Stored data
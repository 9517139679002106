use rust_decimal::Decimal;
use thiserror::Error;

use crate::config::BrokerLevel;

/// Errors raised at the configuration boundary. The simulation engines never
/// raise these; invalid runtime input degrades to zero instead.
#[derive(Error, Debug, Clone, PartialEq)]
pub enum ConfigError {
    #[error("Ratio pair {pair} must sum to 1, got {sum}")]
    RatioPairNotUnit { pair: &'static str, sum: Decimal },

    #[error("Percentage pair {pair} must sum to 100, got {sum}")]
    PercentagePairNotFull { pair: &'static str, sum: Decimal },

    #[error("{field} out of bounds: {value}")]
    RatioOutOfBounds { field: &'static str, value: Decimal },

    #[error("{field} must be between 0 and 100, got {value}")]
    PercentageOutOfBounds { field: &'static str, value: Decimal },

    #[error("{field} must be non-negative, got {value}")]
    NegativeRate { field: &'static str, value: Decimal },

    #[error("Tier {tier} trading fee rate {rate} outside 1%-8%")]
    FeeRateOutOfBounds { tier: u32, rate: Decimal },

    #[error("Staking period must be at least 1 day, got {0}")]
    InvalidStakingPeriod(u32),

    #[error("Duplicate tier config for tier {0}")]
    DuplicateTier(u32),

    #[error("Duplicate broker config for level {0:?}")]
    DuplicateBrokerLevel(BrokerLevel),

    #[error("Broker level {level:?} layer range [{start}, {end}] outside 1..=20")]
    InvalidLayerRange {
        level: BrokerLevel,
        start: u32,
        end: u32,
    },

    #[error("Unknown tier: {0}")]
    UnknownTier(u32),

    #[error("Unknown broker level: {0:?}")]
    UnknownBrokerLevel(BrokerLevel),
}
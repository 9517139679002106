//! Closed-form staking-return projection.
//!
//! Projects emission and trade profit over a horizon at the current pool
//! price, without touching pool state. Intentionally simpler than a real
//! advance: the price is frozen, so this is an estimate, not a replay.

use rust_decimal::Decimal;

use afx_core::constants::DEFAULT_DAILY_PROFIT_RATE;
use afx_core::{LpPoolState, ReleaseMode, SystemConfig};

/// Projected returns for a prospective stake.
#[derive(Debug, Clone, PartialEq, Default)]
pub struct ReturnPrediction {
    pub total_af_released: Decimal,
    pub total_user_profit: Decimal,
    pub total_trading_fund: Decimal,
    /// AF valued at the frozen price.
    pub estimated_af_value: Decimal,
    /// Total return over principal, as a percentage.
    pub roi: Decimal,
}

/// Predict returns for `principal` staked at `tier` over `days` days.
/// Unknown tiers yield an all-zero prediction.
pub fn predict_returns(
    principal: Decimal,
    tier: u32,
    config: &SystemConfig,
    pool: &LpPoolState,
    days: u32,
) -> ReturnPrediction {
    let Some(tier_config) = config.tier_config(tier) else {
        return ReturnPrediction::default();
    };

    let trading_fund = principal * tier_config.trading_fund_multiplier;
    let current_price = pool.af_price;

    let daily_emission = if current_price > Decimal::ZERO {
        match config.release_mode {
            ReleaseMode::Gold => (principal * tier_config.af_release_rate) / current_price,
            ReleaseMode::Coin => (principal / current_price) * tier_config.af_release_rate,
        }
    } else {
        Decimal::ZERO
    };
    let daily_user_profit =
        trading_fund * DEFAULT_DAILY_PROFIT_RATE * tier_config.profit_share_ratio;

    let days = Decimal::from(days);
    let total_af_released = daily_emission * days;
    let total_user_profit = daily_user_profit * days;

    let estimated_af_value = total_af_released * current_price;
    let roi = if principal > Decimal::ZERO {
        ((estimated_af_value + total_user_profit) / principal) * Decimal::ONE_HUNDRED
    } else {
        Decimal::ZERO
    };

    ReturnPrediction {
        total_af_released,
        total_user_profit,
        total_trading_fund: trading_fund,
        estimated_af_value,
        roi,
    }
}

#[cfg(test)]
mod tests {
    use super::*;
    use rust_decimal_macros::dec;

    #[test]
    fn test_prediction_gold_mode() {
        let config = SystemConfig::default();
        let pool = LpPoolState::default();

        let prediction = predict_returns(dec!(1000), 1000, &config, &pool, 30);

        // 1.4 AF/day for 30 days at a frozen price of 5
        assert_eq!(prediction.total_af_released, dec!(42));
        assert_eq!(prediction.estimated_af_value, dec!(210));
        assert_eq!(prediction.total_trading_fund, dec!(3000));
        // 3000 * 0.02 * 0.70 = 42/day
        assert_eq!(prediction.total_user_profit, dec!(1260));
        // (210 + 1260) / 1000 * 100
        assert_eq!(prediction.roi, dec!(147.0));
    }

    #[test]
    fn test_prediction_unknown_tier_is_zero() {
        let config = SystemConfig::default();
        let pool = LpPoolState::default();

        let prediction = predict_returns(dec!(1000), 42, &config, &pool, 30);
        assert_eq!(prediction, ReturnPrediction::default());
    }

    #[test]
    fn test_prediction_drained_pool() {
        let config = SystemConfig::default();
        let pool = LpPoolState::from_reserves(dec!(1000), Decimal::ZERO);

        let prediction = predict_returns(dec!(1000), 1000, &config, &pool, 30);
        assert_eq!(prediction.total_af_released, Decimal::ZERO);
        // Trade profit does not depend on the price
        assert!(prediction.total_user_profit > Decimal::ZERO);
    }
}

...

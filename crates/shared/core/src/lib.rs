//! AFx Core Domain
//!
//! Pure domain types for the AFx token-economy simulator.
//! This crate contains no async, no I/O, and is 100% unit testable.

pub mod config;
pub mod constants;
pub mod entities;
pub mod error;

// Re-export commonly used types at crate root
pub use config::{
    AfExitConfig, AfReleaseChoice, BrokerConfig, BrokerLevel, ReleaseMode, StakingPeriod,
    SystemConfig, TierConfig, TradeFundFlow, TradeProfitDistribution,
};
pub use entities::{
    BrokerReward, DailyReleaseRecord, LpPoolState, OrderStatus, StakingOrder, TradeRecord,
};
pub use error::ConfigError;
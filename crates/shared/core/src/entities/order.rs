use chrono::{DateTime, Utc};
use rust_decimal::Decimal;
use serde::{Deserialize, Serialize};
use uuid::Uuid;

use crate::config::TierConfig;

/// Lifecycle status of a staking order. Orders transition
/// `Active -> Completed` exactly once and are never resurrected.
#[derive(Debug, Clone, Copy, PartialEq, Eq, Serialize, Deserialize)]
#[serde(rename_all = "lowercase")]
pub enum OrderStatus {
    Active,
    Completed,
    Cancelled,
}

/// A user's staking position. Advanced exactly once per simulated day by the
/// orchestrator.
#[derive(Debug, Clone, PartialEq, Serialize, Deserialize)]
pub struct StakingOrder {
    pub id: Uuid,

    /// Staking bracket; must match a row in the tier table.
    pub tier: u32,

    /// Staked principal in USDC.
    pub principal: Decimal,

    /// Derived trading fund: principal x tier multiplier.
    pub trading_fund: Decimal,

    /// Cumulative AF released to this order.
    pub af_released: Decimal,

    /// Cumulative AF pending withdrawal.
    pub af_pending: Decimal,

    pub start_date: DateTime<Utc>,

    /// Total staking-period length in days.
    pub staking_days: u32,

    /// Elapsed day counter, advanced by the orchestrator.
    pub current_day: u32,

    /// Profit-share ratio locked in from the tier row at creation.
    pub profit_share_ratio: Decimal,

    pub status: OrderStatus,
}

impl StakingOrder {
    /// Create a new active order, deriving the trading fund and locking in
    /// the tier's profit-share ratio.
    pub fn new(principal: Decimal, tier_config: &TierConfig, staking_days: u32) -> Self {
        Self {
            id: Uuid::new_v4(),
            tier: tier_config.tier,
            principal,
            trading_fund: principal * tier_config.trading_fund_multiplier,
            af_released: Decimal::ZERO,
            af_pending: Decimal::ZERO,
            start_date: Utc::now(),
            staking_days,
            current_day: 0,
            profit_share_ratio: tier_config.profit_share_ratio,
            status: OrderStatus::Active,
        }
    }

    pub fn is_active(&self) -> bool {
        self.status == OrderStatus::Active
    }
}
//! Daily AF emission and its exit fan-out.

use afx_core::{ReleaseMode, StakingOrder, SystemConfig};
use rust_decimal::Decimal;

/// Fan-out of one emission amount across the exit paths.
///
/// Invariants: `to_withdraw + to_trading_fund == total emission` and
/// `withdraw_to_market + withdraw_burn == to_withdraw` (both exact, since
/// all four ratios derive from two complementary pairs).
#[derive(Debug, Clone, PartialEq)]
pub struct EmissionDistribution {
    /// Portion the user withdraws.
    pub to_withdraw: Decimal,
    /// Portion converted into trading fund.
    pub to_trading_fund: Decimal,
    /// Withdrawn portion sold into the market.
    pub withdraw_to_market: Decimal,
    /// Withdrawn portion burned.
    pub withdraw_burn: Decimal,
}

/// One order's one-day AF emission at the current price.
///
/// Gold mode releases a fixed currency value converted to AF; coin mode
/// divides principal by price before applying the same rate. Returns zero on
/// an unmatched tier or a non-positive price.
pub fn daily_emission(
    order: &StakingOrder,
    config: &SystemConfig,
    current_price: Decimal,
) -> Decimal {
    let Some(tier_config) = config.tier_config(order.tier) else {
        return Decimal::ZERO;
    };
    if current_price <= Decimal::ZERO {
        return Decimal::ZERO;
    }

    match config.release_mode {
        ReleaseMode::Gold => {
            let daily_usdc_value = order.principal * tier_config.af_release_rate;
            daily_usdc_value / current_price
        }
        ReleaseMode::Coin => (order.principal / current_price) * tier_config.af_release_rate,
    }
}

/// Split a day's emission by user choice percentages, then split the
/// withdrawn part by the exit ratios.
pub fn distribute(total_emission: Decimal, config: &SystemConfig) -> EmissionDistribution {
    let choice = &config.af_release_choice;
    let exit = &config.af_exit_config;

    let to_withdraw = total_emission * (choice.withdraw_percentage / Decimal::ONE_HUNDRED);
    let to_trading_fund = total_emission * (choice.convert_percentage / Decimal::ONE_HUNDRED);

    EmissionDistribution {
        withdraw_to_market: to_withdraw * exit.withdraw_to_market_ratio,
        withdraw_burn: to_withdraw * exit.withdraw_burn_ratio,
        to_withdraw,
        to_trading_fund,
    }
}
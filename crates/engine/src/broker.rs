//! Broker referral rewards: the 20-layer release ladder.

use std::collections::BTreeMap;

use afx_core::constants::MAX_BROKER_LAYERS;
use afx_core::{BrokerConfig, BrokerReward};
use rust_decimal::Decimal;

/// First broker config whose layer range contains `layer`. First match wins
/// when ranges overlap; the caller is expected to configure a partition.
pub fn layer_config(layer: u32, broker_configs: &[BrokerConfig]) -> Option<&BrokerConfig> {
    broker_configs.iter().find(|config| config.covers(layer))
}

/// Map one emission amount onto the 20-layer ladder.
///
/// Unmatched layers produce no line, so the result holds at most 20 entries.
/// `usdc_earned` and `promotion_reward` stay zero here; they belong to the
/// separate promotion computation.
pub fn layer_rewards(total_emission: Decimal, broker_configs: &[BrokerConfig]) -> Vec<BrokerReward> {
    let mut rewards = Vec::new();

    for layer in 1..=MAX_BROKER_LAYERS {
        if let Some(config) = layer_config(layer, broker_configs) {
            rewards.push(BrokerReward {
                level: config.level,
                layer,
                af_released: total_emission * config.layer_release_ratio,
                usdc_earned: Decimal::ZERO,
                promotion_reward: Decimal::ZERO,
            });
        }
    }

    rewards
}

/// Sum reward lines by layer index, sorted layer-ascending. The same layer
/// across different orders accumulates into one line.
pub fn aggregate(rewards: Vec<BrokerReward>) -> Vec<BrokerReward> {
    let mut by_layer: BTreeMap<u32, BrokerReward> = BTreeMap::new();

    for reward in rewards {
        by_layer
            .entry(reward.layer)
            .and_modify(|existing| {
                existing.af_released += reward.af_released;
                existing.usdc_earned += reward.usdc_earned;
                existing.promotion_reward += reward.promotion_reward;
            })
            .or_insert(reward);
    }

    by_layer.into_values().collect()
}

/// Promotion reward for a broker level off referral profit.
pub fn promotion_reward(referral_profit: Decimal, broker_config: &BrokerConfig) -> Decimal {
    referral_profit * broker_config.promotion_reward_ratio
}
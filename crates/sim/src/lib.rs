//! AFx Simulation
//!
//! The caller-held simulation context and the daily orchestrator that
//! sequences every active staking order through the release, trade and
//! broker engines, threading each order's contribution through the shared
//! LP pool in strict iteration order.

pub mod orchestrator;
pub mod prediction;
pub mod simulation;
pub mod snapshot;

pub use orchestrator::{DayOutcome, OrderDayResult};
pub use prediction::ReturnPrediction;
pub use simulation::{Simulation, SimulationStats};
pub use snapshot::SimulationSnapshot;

> [BRIEF] Where a line of the records includes "PartialEq", copy it.

> [ANSWER TO THE PROBLEM]
#[derive(Error, Debug, Clone, PartialEq)]
#[derive(Debug, Clone, PartialEq, Default)]
#[derive(Debug, Clone, Copy, PartialEq, Eq, Serialize, Deserialize)]
#[derive(Debug, Clone, PartialEq, Serialize, Deserialize)]
#[derive(Debug, Clone, PartialEq)]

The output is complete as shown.